Could you write out the lines below exactly, beginning with the first and finishing with the one that contains "and the pipeline's"?

**Collected data entries:**

________________________________________

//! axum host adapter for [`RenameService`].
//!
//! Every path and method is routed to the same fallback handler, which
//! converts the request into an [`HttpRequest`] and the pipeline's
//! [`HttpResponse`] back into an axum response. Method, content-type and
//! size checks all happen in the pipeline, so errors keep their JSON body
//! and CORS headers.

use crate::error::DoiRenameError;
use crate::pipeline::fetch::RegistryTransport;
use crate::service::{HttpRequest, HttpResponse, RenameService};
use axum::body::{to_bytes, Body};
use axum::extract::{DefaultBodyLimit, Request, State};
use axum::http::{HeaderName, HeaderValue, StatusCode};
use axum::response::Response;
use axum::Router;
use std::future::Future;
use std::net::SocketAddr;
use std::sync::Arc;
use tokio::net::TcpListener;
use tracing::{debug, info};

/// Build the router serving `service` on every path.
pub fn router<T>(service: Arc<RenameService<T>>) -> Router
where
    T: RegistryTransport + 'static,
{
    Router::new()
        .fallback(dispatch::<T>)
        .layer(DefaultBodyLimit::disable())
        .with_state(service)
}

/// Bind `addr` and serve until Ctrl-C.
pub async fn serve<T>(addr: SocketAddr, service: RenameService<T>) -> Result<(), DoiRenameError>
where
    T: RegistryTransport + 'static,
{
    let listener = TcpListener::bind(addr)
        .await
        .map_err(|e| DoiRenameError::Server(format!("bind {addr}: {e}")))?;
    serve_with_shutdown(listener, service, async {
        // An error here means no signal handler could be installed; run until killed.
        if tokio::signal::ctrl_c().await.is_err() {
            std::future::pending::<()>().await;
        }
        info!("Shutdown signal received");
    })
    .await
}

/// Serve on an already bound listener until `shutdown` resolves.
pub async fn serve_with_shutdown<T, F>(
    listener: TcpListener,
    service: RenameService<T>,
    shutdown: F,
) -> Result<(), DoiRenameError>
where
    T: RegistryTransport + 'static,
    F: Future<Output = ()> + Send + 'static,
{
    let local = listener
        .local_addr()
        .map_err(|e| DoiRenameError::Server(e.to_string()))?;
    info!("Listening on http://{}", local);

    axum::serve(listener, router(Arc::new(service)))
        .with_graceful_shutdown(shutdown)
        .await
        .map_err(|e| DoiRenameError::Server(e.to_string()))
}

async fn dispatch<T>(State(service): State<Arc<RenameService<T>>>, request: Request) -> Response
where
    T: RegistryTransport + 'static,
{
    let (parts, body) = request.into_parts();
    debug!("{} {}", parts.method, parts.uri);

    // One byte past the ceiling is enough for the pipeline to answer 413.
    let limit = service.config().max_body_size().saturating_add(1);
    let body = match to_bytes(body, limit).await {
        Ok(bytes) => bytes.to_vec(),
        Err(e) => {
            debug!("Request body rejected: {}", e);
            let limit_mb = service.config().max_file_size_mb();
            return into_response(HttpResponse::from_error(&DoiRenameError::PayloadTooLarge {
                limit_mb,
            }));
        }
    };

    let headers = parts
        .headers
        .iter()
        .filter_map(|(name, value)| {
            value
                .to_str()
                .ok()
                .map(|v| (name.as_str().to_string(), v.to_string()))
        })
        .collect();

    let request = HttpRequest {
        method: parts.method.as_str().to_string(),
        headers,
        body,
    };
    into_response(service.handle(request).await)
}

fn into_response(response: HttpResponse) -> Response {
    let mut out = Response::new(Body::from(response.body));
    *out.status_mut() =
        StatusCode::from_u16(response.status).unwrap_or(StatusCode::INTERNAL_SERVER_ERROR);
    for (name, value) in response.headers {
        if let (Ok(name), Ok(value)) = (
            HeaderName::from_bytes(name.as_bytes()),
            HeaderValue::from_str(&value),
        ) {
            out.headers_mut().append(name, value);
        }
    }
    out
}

________________________________________

**WRITTEN RESPONSE:**
//! axum host adapter for [`RenameService`].
//!
//! Every path and method is routed to the same fallback handler, which
//! converts the request into an [`HttpRequest`] and the pipeline's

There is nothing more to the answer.